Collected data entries
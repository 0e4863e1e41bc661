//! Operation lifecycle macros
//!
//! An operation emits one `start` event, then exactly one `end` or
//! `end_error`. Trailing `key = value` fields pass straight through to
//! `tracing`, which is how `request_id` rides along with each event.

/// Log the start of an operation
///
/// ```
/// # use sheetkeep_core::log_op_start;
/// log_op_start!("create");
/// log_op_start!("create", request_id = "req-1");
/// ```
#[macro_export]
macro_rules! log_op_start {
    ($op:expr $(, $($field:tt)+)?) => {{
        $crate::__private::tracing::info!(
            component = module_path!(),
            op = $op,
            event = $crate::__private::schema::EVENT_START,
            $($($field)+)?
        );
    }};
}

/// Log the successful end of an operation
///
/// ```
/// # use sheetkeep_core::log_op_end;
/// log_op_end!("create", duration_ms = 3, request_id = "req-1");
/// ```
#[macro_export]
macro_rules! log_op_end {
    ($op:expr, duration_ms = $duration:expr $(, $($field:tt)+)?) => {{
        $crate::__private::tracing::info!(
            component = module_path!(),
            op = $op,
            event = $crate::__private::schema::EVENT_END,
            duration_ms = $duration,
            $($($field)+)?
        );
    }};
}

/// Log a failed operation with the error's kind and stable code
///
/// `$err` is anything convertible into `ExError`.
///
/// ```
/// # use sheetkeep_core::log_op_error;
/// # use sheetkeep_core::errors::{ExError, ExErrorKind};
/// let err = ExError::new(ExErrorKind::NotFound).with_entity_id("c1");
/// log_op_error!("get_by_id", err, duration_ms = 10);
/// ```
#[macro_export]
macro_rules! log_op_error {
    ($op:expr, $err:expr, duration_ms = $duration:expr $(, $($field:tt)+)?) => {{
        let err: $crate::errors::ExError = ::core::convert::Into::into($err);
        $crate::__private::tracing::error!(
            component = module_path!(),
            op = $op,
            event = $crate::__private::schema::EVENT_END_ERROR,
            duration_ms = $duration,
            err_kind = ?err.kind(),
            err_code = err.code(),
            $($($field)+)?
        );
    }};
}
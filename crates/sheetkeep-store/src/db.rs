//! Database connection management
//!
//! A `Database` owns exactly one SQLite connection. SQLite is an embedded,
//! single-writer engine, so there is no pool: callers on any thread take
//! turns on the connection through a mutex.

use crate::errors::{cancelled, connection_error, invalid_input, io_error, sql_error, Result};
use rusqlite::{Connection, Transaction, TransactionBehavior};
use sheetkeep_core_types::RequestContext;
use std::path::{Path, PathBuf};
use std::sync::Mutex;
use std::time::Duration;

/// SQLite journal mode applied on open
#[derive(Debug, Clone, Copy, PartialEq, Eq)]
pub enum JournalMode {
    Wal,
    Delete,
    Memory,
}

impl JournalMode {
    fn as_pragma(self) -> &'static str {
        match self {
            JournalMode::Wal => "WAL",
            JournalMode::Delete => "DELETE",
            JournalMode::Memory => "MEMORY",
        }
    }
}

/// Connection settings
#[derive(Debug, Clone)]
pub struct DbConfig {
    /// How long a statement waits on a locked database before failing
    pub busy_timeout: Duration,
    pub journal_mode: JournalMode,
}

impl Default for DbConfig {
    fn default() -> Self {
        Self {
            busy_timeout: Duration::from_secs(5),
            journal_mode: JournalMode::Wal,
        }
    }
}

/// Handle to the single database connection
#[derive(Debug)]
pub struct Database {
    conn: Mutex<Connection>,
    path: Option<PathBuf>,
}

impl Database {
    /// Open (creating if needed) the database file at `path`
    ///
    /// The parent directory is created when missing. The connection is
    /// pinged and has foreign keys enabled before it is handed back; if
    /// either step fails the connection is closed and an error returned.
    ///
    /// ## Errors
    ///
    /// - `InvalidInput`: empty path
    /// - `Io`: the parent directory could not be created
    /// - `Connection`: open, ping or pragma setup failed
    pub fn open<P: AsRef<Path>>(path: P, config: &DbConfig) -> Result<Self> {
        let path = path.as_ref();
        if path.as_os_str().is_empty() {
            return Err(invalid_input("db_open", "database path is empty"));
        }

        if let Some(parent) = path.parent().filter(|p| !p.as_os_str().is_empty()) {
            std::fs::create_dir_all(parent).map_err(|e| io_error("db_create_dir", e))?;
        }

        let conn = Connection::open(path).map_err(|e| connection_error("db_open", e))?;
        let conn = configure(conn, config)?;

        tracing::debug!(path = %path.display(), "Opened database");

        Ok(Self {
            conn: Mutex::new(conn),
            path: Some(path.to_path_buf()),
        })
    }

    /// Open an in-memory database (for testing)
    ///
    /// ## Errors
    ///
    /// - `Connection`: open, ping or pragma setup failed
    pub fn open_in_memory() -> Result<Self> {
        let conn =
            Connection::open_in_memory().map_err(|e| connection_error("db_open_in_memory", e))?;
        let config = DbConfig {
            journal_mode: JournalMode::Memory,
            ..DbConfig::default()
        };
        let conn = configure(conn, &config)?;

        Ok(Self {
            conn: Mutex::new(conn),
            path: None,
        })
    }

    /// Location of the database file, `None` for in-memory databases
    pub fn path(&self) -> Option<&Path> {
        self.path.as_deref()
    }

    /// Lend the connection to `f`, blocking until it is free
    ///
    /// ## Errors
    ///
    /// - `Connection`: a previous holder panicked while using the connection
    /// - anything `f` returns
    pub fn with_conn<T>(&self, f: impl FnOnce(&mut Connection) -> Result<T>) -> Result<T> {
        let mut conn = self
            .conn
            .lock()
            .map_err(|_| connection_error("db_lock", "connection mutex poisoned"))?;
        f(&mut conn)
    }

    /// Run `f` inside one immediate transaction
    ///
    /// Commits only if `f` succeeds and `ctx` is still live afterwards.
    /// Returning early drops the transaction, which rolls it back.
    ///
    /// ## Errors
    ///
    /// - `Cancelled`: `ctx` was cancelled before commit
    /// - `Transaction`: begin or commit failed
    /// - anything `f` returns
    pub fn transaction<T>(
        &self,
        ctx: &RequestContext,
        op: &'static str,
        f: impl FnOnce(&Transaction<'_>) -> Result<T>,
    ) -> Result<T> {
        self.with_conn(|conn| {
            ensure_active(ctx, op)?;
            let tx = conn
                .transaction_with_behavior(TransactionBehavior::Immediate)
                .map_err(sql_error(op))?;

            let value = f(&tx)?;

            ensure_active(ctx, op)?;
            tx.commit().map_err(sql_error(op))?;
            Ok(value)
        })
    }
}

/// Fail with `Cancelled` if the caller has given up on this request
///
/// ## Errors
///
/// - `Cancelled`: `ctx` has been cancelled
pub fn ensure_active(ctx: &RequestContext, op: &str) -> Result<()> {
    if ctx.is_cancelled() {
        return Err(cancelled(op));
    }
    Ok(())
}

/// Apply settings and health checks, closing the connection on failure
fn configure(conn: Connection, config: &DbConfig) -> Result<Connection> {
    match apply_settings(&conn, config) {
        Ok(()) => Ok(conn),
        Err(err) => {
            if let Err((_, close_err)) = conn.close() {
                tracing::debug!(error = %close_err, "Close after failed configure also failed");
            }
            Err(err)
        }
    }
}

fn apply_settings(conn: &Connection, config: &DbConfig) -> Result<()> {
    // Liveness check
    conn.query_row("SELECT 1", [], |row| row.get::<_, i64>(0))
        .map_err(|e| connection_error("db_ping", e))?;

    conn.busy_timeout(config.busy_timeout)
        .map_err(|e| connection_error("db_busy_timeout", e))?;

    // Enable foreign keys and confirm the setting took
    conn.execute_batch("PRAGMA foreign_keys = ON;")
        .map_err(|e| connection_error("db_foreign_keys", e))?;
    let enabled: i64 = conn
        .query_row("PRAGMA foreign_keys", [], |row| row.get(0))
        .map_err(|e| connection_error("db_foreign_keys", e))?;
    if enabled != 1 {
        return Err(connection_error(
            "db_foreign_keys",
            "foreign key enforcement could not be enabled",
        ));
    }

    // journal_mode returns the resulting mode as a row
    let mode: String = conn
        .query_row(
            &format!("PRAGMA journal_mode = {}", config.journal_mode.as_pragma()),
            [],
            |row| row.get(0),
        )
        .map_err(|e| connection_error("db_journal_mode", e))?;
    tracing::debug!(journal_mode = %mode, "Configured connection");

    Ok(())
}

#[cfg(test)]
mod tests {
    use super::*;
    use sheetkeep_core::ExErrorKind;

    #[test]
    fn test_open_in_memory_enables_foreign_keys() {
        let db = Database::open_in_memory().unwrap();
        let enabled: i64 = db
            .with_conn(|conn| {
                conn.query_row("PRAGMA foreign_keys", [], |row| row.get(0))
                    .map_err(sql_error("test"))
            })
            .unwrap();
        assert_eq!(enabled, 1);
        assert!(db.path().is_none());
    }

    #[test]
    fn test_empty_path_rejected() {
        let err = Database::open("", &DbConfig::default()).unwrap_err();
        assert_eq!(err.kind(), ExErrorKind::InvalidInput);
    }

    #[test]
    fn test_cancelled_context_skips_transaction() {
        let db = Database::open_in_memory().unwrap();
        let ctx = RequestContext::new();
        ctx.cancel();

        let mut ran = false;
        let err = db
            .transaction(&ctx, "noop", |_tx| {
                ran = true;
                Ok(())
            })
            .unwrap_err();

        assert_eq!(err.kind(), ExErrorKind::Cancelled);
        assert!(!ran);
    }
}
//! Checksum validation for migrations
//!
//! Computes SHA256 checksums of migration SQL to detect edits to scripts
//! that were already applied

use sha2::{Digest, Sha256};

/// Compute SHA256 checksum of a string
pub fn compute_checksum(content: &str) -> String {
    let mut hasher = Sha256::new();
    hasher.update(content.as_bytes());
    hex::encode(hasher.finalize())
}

▸ Work to complete
Could you return all lines from the data above that contain the string "enabled"?

▸ Answer box
    /// pinged and has foreign keys enabled before it is handed back; if
    let enabled: i64 = conn
    if enabled != 1 {
            "foreign key enforcement could not be enabled",
        let enabled: i64 = db
        assert_eq!(enabled, 1);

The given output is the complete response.